Did Nanny really know best? Thatcher’s rebellious children came of age after her sweep to power in 1979, and most have no memory of any Labor government. But crushed by the longest recession since the 1930s, they have lost Conservative faith. Major has presided over mortgage rates of 15 percent and unemployment rates of 9.4 percent. In 1987 Britons 18 to 34 years old narrowly went Tory. But plenty of 28-year-old money managers have lost their jobs in London’s financial district, and the latest MORI poll shows young voters leaning heavily toward Labor.
The wrinkled and rankled came of age during World War II. They’ve put the blood and sweat behind them, but not the tears. Worried retirees have been more vocal than in any previous campaign. They’re anxious about the limited privatization of the National Health Service that Major vows to continue and about shrinking state pensions, mauled b inflation in the late ’80s. Retirement-age Britons stood solidly in Thatcher’s camp five years ago (46 percent for Saint Margaret, 31 percent for Neil the Red). Today it’s a tossup, thanks partly to Labor’s attempt to outpander the Tories’ proposed pension hike of $3.50 a week.
Maybe it’s a case of swollen clans, but Scots have decided the nearly 300-year-old marriage between Scotland and England has run out of conveniences. By a 70 percent majority, Scots are clamoring for at least “devolution " a regional parliament that could lead to independence. The feeling that too many Scottish decisions are made in London is partly to blame. So is residual anti-Thatcherism: she scoffed at home rule and used Scots as lab rats for some of her most unpopular measures, such as the poll tax. Separatism will boost the once impotent Scottish Nationalist Party-at the expense of Labor, which has relied on Scotland’s support to maintain a real presence in Parliament.

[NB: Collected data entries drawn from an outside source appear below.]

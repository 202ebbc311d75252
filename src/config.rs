//! Viewer configuration.
//!
//! Read from `$MINI_VIEWER_CONFIG` or `./mini_viewer.toml`. A missing file
//! means defaults; a file that exists but does not parse stops startup.

use std::path::{Path, PathBuf};

use glam::Vec3;
use serde::{Deserialize, Serialize};
use tracing::info;

use crate::error::{Result, ViewerError};
use crate::ui::state::RotationFlags;

pub const CONFIG_ENV: &str = "MINI_VIEWER_CONFIG";
pub const DEFAULT_CONFIG_FILE: &str = "mini_viewer.toml";

#[derive(Debug, Clone, Default, Serialize, Deserialize)]
#[serde(default)]
pub struct ViewerConfig {
    pub assets: AssetConfig,
    pub window: WindowConfig,
    pub view: ViewConfig,
    pub rotation: RotationConfig,
    pub present: PresentConfig,
}

/// Asset locations, relative to `dir`.
#[derive(Debug, Clone, Serialize, Deserialize)]
#[serde(default)]
pub struct AssetConfig {
    pub dir: PathBuf,
    pub geometry: PathBuf,
    pub materials: PathBuf,
    pub textures: PathBuf,
}

impl Default for AssetConfig {
    fn default() -> Self {
        Self {
            dir: PathBuf::from("assets"),
            geometry: PathBuf::from("mini_geometry.json"),
            materials: PathBuf::from("mini_material.json"),
            textures: PathBuf::from("textures"),
        }
    }
}

impl AssetConfig {
    pub fn geometry_path(&self) -> PathBuf {
        self.dir.join(&self.geometry)
    }

    pub fn materials_path(&self) -> PathBuf {
        self.dir.join(&self.materials)
    }

    pub fn texture_dir(&self) -> PathBuf {
        self.dir.join(&self.textures)
    }
}

#[derive(Debug, Clone, Serialize, Deserialize)]
#[serde(default)]
pub struct WindowConfig {
    pub title: String,
    /// Drawing surface size in logical pixels; the button strip sits below.
    pub width: u32,
    pub height: u32,
}

impl Default for WindowConfig {
    fn default() -> Self {
        Self {
            title: "Mini Viewer".to_string(),
            width: 600,
            height: 600,
        }
    }
}

#[derive(Debug, Clone, Serialize, Deserialize)]
#[serde(default)]
pub struct ViewConfig {
    pub eye: [f32; 3],
    pub center: [f32; 3],
    pub up: [f32; 3],
    /// Half-size of the orthographic box on every axis.
    pub ortho_extent: i32,
    pub initial_tilt_x_degrees: f32,
}

impl ViewConfig {
    /// Rejects views that would give a degenerate view or projection matrix.
    pub fn validate(&self) -> Result<()> {
        if self.ortho_extent <= 0 {
            return Err(invalid("view.ortho_extent", format!("{} is not positive", self.ortho_extent)));
        }
        if !self.initial_tilt_x_degrees.is_finite() {
            return Err(invalid("view.initial_tilt_x_degrees", "must be finite"));
        }

        let eye = Vec3::from_array(self.eye);
        let center = Vec3::from_array(self.center);
        let up = Vec3::from_array(self.up);
        for (field, v) in [("view.eye", eye), ("view.center", center), ("view.up", up)] {
            if !v.is_finite() {
                return Err(invalid(field, format!("{v} is not finite")));
            }
        }

        let forward = center - eye;
        if forward.length_squared() <= f32::EPSILON {
            return Err(invalid("view.center", "coincides with view.eye"));
        }
        if up.normalize_or_zero().cross(forward.normalize()).length_squared() <= 1e-6 {
            return Err(invalid("view.up", "is zero or parallel to the view direction"));
        }
        Ok(())
    }
}

impl Default for ViewConfig {
    fn default() -> Self {
        Self {
            eye: [0.0, 0.0, -1.0],
            center: [0.0, 0.0, 0.0],
            up: [0.0, 1.0, 0.0],
            ortho_extent: 200,
            initial_tilt_x_degrees: 60.0,
        }
    }
}

#[derive(Debug, Clone, Serialize, Deserialize)]
#[serde(default)]
pub struct RotationConfig {
    /// Applied once per displayed frame, not per second.
    pub step_degrees: f32,
    pub x: bool,
    pub y: bool,
    pub z: bool,
}

impl Default for RotationConfig {
    fn default() -> Self {
        let flags = RotationFlags::default();
        Self {
            step_degrees: 0.5,
            x: flags.x,
            y: flags.y,
            z: flags.z,
        }
    }
}

impl RotationConfig {
    pub fn validate(&self) -> Result<()> {
        if !self.step_degrees.is_finite() {
            return Err(invalid("rotation.step_degrees", "must be finite"));
        }
        Ok(())
    }

    pub fn initial_flags(&self) -> RotationFlags {
        RotationFlags {
            x: self.x,
            y: self.y,
            z: self.z,
        }
    }
}

#[derive(Debug, Clone, Serialize, Deserialize)]
#[serde(default)]
pub struct PresentConfig {
    pub vsync: bool,
}

impl Default for PresentConfig {
    fn default() -> Self {
        Self { vsync: true }
    }
}

impl ViewerConfig {
    fn config_path() -> PathBuf {
        std::env::var_os(CONFIG_ENV)
            .map(PathBuf::from)
            .unwrap_or_else(|| PathBuf::from(DEFAULT_CONFIG_FILE))
    }

    pub fn load() -> Result<Self> {
        Self::load_from(&Self::config_path())
    }

    pub fn load_from(path: &Path) -> Result<Self> {
        if !path.exists() {
            info!("No config file at {:?}, using defaults", path);
            return Ok(Self::default());
        }

        let content = std::fs::read_to_string(path).map_err(|source| ViewerError::Io {
            path: path.to_path_buf(),
            source,
        })?;
        let config = Self::from_toml_str(&content).map_err(|source| ViewerError::Config {
            path: path.to_path_buf(),
            source,
        })?;

        config.validate()?;

        info!("Loaded config from {:?}", path);
        Ok(config)
    }

    pub fn validate(&self) -> Result<()> {
        self.view.validate()?;
        self.rotation.validate()
    }

    pub fn from_toml_str(content: &str) -> std::result::Result<Self, toml::de::Error> {
        toml::from_str(content)
    }
}

fn invalid(field: &'static str, reason: impl Into<String>) -> ViewerError {
    ViewerError::InvalidSetting {
        field,
        reason: reason.into(),
    }
}

#[cfg(test)]
mod tests {
    use super::*;

    #[test]
    fn test_defaults_match_original_scene() {
        let config = ViewerConfig::default();
        assert_eq!(config.view.ortho_extent, 200);
        assert_eq!(config.view.eye, [0.0, 0.0, -1.0]);
        assert_eq!(config.rotation.step_degrees, 0.5);
        assert_eq!(config.rotation.initial_flags(), RotationFlags::default());
        assert_eq!(
            config.assets.geometry_path(),
            Path::new("assets").join("mini_geometry.json")
        );
        assert_eq!(config.assets.texture_dir(), Path::new("assets").join("textures"));
    }

    #[test]
    fn test_partial_file_keeps_other_defaults() {
        let config = ViewerConfig::from_toml_str(
            r#"
            [rotation]
            x = true
            step_degrees = 1.0

            [assets]
            dir = "/opt/mini"
            "#,
        )
        .unwrap();

        assert!(config.rotation.x);
        assert!(config.rotation.z);
        assert_eq!(config.rotation.step_degrees, 1.0);
        assert_eq!(config.assets.materials_path(), Path::new("/opt/mini/mini_material.json"));
        assert_eq!(config.window.width, 600);
    }

    #[test]
    fn test_invalid_toml_is_rejected() {
        assert!(ViewerConfig::from_toml_str("[rotation]\nx = \"yes\"").is_err());
    }

    fn rejected_field(toml: &str) -> &'static str {
        let config = ViewerConfig::from_toml_str(toml).unwrap();
        match config.validate() {
            Err(ViewerError::InvalidSetting { field, .. }) => field,
            other => panic!("expected InvalidSetting for {toml:?}, got {other:?}"),
        }
    }

    #[test]
    fn test_defaults_are_valid() {
        assert!(ViewerConfig::default().validate().is_ok());
    }

    #[test]
    fn test_non_positive_extent_rejected() {
        assert_eq!(rejected_field("[view]\northo_extent = 0"), "view.ortho_extent");
        assert_eq!(rejected_field("[view]\northo_extent = -200"), "view.ortho_extent");
        assert_eq!(rejected_field("[view]\northo_extent = -2147483648"), "view.ortho_extent");
    }

    #[test]
    fn test_eye_on_center_rejected() {
        assert_eq!(rejected_field("[view]\neye = [0.0, 0.0, 0.0]"), "view.center");
    }

    #[test]
    fn test_up_along_view_direction_rejected() {
        assert_eq!(rejected_field("[view]\nup = [0.0, 0.0, 3.0]"), "view.up");
        assert_eq!(rejected_field("[view]\nup = [0.0, 0.0, 0.0]"), "view.up");
    }

    #[test]
    fn test_non_finite_step_rejected() {
        assert_eq!(rejected_field("[rotation]\nstep_degrees = nan"), "rotation.step_degrees");
        assert_eq!(rejected_field("[rotation]\nstep_degrees = inf"), "rotation.step_degrees");
    }

    #[test]
    fn test_load_rejects_bad_values() {
        let path = std::env::temp_dir().join(format!("mini_viewer_bad_{}.toml", std::process::id()));
        std::fs::write(&path, "[view]\northo_extent = 0\n").unwrap();
        let result = ViewerConfig::load_from(&path);
        std::fs::remove_file(&path).unwrap();
        assert!(matches!(result, Err(ViewerError::InvalidSetting { field: "view.ortho_extent", .. })));
    }

    #[test]
    fn test_missing_file_gives_defaults() {
        let config = ViewerConfig::load_from(Path::new("/nonexistent/mini_viewer.toml")).unwrap();
        assert_eq!(config.window.height, 600);
    }
}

If there isn’t dough, there can’t be an upper crust. Remember white Rhodesians, circa 1980? That’s how affluent Britons-those who made fortunes under Thatcher and those who just kept them-feel as they ponder life under Kinnock. The morning-after polls gave Labor a 7-point lead, the London stock market plunged 56 points. A Financial Times survey of board-level executives showed widespread panic: 71 percent believed Labor would devalue the pound (code words for bankrolling increased entitlement spending). Kinnock has promised not to do that. But the tippy-toppers aren’t floating to Labor. “The only floaters here, " said one company chairman, “are the people floating their money out of the country. "
If Birmingham man isn’t unemployed himself, many of the people around him are. This group of skilled laborers - hard-hats to bus drivers to assembly-line workers-still makes up 27 percent of the British electorate and may be the class that will decide the election. Last time around, enough of them abandoned their Labor roots to split more or less evenly with the Tories. But now many are on the sharpest end of the recession. They bought their Council House flats, as Thatcher urged them to, only to find they can no longer afford to live there, thanks to the squeeze of adjustable mortgage rates. The latest numbers show them backing Labor again by a nearly 2-to-1 margin, despite John Major’s working-class roots.